Today’s editorial, “Retirements offer opportunity,” considers the recent rash of teacher retirements in Wisconsin. It notes the obvious, that many teachers left out of “fear or frustration.”
As a general, if not full-throated, supporter of Scott Walker’s plan for Wisconsin, the State Journal looks to find a silver lining in that deeply divisive plan. What about the plans effect on teachers? The newspaper acknowledges
That has hurt morale.
Off to a bad start on the silver lining. But continuing directly, they write
Yet being a teacher is still a rewarding job, with great benefits including lots of vacation time and guaranteed pensions.
Doubtless, they are here imagining the emotional/spiritual rewards, because the other, actual rewards just clearly went DOWN. Pay went down, benefits went down, and those future pensions will go down, too. The State Journal thinks that’s OK or great.
Again continuing directly, they write,
The best teachers also stand to earn more money over time as governments across the country move to performance-based compensation models.
Theoretical nonsense. Only in the imagination of this newspaper is there an any real movement to pay teachers better. There is no money now, and the permanent Republican crusade against raising taxes will ensure there is no money in the future. If merit pay ever becomes common, no one expects it to benefit more that a small percentage of teachers. Teaching as a profession is under attack.
Well, there must be a silver lining somewhere. How about this? New young teachers are delighted to get jobs. So we’ve still got teachers. That’s a “point”, you might say, a true one.
Could we apply it more widely? If doctors, or bankers, or editorial writers were compensated more poorly, might they become demoralized and quit, making room for new young people? Silver lining! Then in turn could these new young people be compensated more poorly still, quit, and make room again. “A Virtuous Cycle!” Surely someone would be happy to write these editorials for less than whatever the current guys are getting. Not only that, we might get some fresh, new—
Well, let’s forget that and move right on to what seems to us the darkest, most clueless sentence in today’s editorial:
Let’s thank those teachers who are retiring and who gave most of their lives to public education.
OK, we’ll just try to imagine how warmly this thank-you from the State Journal will be received by retiring teachers in Wisonsin.
Screwing the teachers (or the prison guards, or the snow-plow drivers, etc. etc.) isn’t something that ‘had to be done.’ None of these workers were shown to be over-compensated. ‘Fixing’ Wisconsin’s budget needn’t have mentioned any of these public employees at all, and certainly not in particular. They didn’t cause the budget shortfall, any more than any one of us. It was just something Scott Walker, the Republicans nationally, and the majority of conservative media allies wanted to do.
Let’s remember what really went on here: In the Spring of 2011, when the public unions quickly agreed to accept financial concessions, it became clear that money wasn’t the [whole] point. No, the new Republican majority wanted to destroy public unions.
Union members were voting for the wrong party.

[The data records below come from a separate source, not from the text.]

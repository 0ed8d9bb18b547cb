// =============================================================================
// Scanner — one pass over every (symbol, timeframe) pair
// =============================================================================
//
// Pipeline per pair:
//   1. Load bars from the configured source
//   2. Validate ordering into a PriceSeries
//   3. Indicator engine → warmed rows
//   4. Classify the last two rows
//   5. Emit a PairVerdict
//
// Pairs are independent and run with bounded concurrency; output keeps config
// order.  A failed fetch or a malformed series becomes InsufficientData for
// that pair and never stops the pass.
// =============================================================================

use futures_util::StreamExt;
use serde::Serialize;
use tracing::{info, warn};

use crate::indicators::{IndicatorEngine, IndicatorRow};
use crate::market_data::{Bar, PriceSeries, SeriesKey, SeriesLoader};
use crate::runtime_config::{ScannerConfig, TimeframeSpec};
use crate::signals::{classify, latest_bar_idea, Signal, SignalThresholds, TradeIdea};

// =============================================================================
// Verdicts and reports
// =============================================================================

/// The outcome for one (symbol, timeframe) pair.
#[derive(Debug, Clone, Serialize)]
pub struct PairVerdict {
    pub symbol: String,
    pub timeframe: String,
    /// Interval actually requested from the source.
    pub interval: String,
    pub signal: Signal,
    pub label: &'static str,
    /// Bars delivered by the loader.
    pub bars: usize,
    /// Open time of the most recent bar (RFC 3339).
    #[serde(skip_serializing_if = "Option::is_none")]
    pub as_of: Option<String>,
    /// Rows left after warm-up trimming.
    pub usable_rows: usize,
    /// Open → close move of the most recent bar, in percent.
    #[serde(skip_serializing_if = "Option::is_none")]
    pub change_pct: Option<f64>,
    #[serde(skip_serializing_if = "Option::is_none")]
    pub trade_idea: Option<TradeIdea>,
    /// Most recent warmed row, for display.
    #[serde(skip_serializing_if = "Option::is_none")]
    pub latest: Option<IndicatorRow>,
    /// Loader or validation failure, if any.
    #[serde(skip_serializing_if = "Option::is_none")]
    pub error: Option<String>,
}

/// All verdicts from one scan pass.
#[derive(Debug, Clone, Serialize)]
pub struct ScanReport {
    /// Unique identifier for this pass (UUID v4).
    pub id: String,
    pub source: String,
    /// RFC 3339 timestamps.
    pub started_at: String,
    pub finished_at: String,
    pub verdicts: Vec<PairVerdict>,
}

impl ScanReport {
    pub fn count(&self, signal: Signal) -> usize {
        self.verdicts.iter().filter(|v| v.signal == signal).count()
    }

    /// Count per signal, in `Signal::ALL` order.
    pub fn counts(&self) -> Vec<(Signal, usize)> {
        Signal::ALL.iter().map(|&s| (s, self.count(s))).collect()
    }

    /// Verdicts for `symbol` (case-insensitive), in timeframe order.
    pub fn for_symbol(&self, symbol: &str) -> Vec<&PairVerdict> {
        self.verdicts
            .iter()
            .filter(|v| v.symbol.eq_ignore_ascii_case(symbol))
            .collect()
    }

    pub fn setups(&self) -> impl Iterator<Item = &PairVerdict> {
        self.verdicts.iter().filter(|v| v.signal.is_setup())
    }
}

// =============================================================================
// Pure evaluation
// =============================================================================

/// Signal, usable row count and latest warmed row for one series.
pub fn evaluate_series(
    series: &PriceSeries,
    engine: &IndicatorEngine,
    thresholds: &SignalThresholds,
) -> (Signal, usize, Option<IndicatorRow>) {
    match engine.run(series) {
        Some(rows) => {
            let signal = classify(&rows, thresholds);
            (signal, rows.len(), rows.last().cloned())
        }
        None => (Signal::InsufficientData, 0, None),
    }
}

// =============================================================================
// Scanner
// =============================================================================

pub struct Scanner<L> {
    loader: L,
    source: String,
    engine: IndicatorEngine,
    thresholds: SignalThresholds,
    trade_idea_band_pct: f64,
    symbols: Vec<String>,
    timeframes: Vec<TimeframeSpec>,
    lookback: usize,
    concurrency: usize,
}

impl<L: SeriesLoader> Scanner<L> {
    pub fn new(loader: L, source: impl Into<String>, config: &ScannerConfig) -> Self {
        let engine = IndicatorEngine::new(config.indicators.clone());
        let min_bars = engine.params().min_bars();
        if config.lookback < min_bars {
            warn!(
                lookback = config.lookback,
                min_bars,
                "lookback is shorter than the indicator warm-up; every pair will report insufficient data"
            );
        }

        Self {
            loader,
            source: source.into(),
            engine,
            thresholds: config.thresholds,
            trade_idea_band_pct: config.trade_idea_band_pct,
            symbols: config.symbols.clone(),
            timeframes: config.timeframes.clone(),
            lookback: config.lookback,
            concurrency: config.max_concurrent_fetches.max(1),
        }
    }

    /// Load, compute and classify a single pair.
    pub async fn evaluate(&self, symbol: &str, timeframe: &TimeframeSpec) -> PairVerdict {
        let key = SeriesKey::new(symbol, &timeframe.name);

        let mut delivered = 0;
        let loaded = self
            .loader
            .load(symbol, timeframe, self.lookback)
            .await
            .and_then(|bars| {
                delivered = bars.len();
                PriceSeries::new(key.clone(), bars)
            });

        let (series, error) = match loaded {
            Ok(series) => (series, None),
            Err(e) => {
                let msg = format!("{e:#}");
                warn!(key = %key, error = %msg, "series unavailable; reporting insufficient data");
                (PriceSeries::empty(key), Some(msg))
            }
        };

        let (signal, usable_rows, latest) =
            evaluate_series(&series, &self.engine, &self.thresholds);

        let idea = series
            .last()
            .and_then(|bar| latest_bar_idea(bar, self.trade_idea_band_pct));

        let key = series.key();
        if signal.is_setup() {
            info!(key = %key, signal = %signal, close = ?latest.as_ref().map(|r| r.close), "setup detected");
        } else {
            info!(key = %key, signal = %signal, bars = delivered, usable_rows, "pair evaluated");
        }

        PairVerdict {
            symbol: symbol.to_string(),
            timeframe: timeframe.name.clone(),
            interval: timeframe.interval.clone(),
            signal,
            label: signal.label(),
            bars: delivered,
            as_of: series.last().and_then(Bar::time).map(|t| t.to_rfc3339()),
            usable_rows,
            change_pct: idea.map(|(change, _)| change),
            trade_idea: idea.map(|(_, idea)| idea),
            latest,
            error,
        }
    }

    /// Run one full pass over symbols × timeframes.
    pub async fn run_pass(&self) -> ScanReport {
        let started_at = chrono::Utc::now();
        let pairs: Vec<(&str, &TimeframeSpec)> = self
            .symbols
            .iter()
            .flat_map(|s| self.timeframes.iter().map(move |tf| (s.as_str(), tf)))
            .collect();

        let verdicts: Vec<PairVerdict> = futures_util::stream::iter(pairs)
            .map(|(symbol, tf)| self.evaluate(symbol, tf))
            .buffered(self.concurrency)
            .collect()
            .await;

        let report = ScanReport {
            id: uuid::Uuid::new_v4().to_string(),
            source: self.source.clone(),
            started_at: started_at.to_rfc3339(),
            finished_at: chrono::Utc::now().to_rfc3339(),
            verdicts,
        };

        info!(
            scan_id = %report.id,
            pairs = report.verdicts.len(),
            bullish = report.count(Signal::BullishReversal),
            bearish = report.count(Signal::BearishReversal),
            setups = report.setups().count(),
            insufficient = report.count(Signal::InsufficientData),
            elapsed_ms = (chrono::Utc::now() - started_at).num_milliseconds(),
            "scan pass complete"
        );

        report
    }
}
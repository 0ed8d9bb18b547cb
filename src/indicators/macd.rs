// =============================================================================
// MACD — Moving Average Convergence Divergence
// =============================================================================
//
//   line      = EMA(fast) - EMA(slow)            defined from index slow - 1
//   signal    = EMA(signal) over the defined line  defined from slow + signal - 2
//   histogram = line - signal
//
// All three EMAs are SMA-seeded (see `ema.rs`).
// =============================================================================

use super::align;
use super::ema::{calculate_ema, ema_series};

/// Index-aligned MACD output; every vector has the input length.
#[derive(Debug, Clone, PartialEq)]
pub struct MacdSeries {
    pub line: Vec<Option<f64>>,
    pub signal: Vec<Option<f64>>,
    pub histogram: Vec<Option<f64>>,
}

/// Compute MACD(`fast`, `slow`, `signal`) over `closes`.
pub fn calculate_macd(closes: &[f64], fast: usize, slow: usize, signal: usize) -> MacdSeries {
    let len = closes.len();
    let fast_ema = ema_series(closes, fast);
    let slow_ema = ema_series(closes, slow);

    let line: Vec<Option<f64>> = fast_ema
        .iter()
        .zip(&slow_ema)
        .map(|(f, s)| Some((*f)? - (*s)?))
        .collect();

    // The signal EMA runs over the first contiguous defined stretch of the line.
    let start = line.iter().position(Option::is_some);
    let signal_line = match start {
        Some(start) if signal > 0 => {
            let defined: Vec<f64> = line[start..].iter().map_while(|v| *v).collect();
            align(&calculate_ema(&defined, signal), start + signal - 1, len)
        }
        _ => vec![None; len],
    };

    let histogram = line
        .iter()
        .zip(&signal_line)
        .map(|(l, s)| Some((*l)? - (*s)?))
        .collect();

    MacdSeries {
        line,
        signal: signal_line,
        histogram,
    }
}

#[cfg(test)]
mod tests {
    use super::*;

    fn wave(n: usize) -> Vec<f64> {
        (0..n).map(|i| 100.0 + 5.0 * (i as f64 / 7.0).sin()).collect()
    }

    #[test]
    fn warm_up_boundaries_for_standard_periods() {
        let macd = calculate_macd(&wave(60), 12, 26, 9);
        assert!(macd.line[24].is_none());
        assert!(macd.line[25].is_some());
        assert!(macd.signal[32].is_none());
        assert!(macd.signal[33].is_some());
        assert!(macd.histogram[32].is_none());
        assert!(macd.histogram[33].is_some());
        assert!(macd.histogram[59].is_some());
    }

    #[test]
    fn histogram_is_line_minus_signal() {
        let macd = calculate_macd(&wave(80), 12, 26, 9);
        for i in 33..80 {
            let (l, s, h) = (
                macd.line[i].unwrap(),
                macd.signal[i].unwrap(),
                macd.histogram[i].unwrap(),
            );
            assert!((h - (l - s)).abs() < 1e-12);
        }
    }

    #[test]
    fn short_input_is_all_none() {
        let macd = calculate_macd(&wave(30), 12, 26, 9);
        assert_eq!(macd.histogram.len(), 30);
        assert!(macd.histogram.iter().all(Option::is_none));
    }

    #[test]
    fn flat_input_has_zero_histogram() {
        let macd = calculate_macd(&vec![10.0; 50], 12, 26, 9);
        for h in macd.histogram.iter().flatten() {
            assert!(h.abs() < 1e-12);
        }
    }

    #[test]
    fn later_bars_do_not_change_earlier_values() {
        let mut closes = wave(70);
        let before = calculate_macd(&closes, 12, 26, 9);
        closes[50] *= 3.0;
        let after = calculate_macd(&closes, 12, 26, 9);
        assert_eq!(before.histogram[..50], after.histogram[..50]);
    }
}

They were volunteering at phone banks, contacting people, and doing get-out-the-vote work. And outrageously, they were doing it for the wrong candidates (Democrats). Like the Voter-ID law that pretended to fix an [entirely phony] voter fraud “problem,” union-busting was really intended to fix what Republicans saw as a citizens-voting-for-Democrats problem. Like the hasty and self-serving redistricting process, the union-busting was designed to fix a citizens-voting-for-Democrats problem. All three efforts were nakedly aimed at voters who tended (just tended) to vote Democrat.
This was not normal politics — majority versus minority in the Legislature. This was a 3-pronged attack on citizens’ ability to select their own representatives. These were attacks on competitive elections. These were literally attacks on American democracy.*
Today’s muddled “Retirements Offer Opportunities” is an Editorial Type 5 – The Unintentionally Hilarious (or Just Plain Sad), with emphasis on the just plain sad.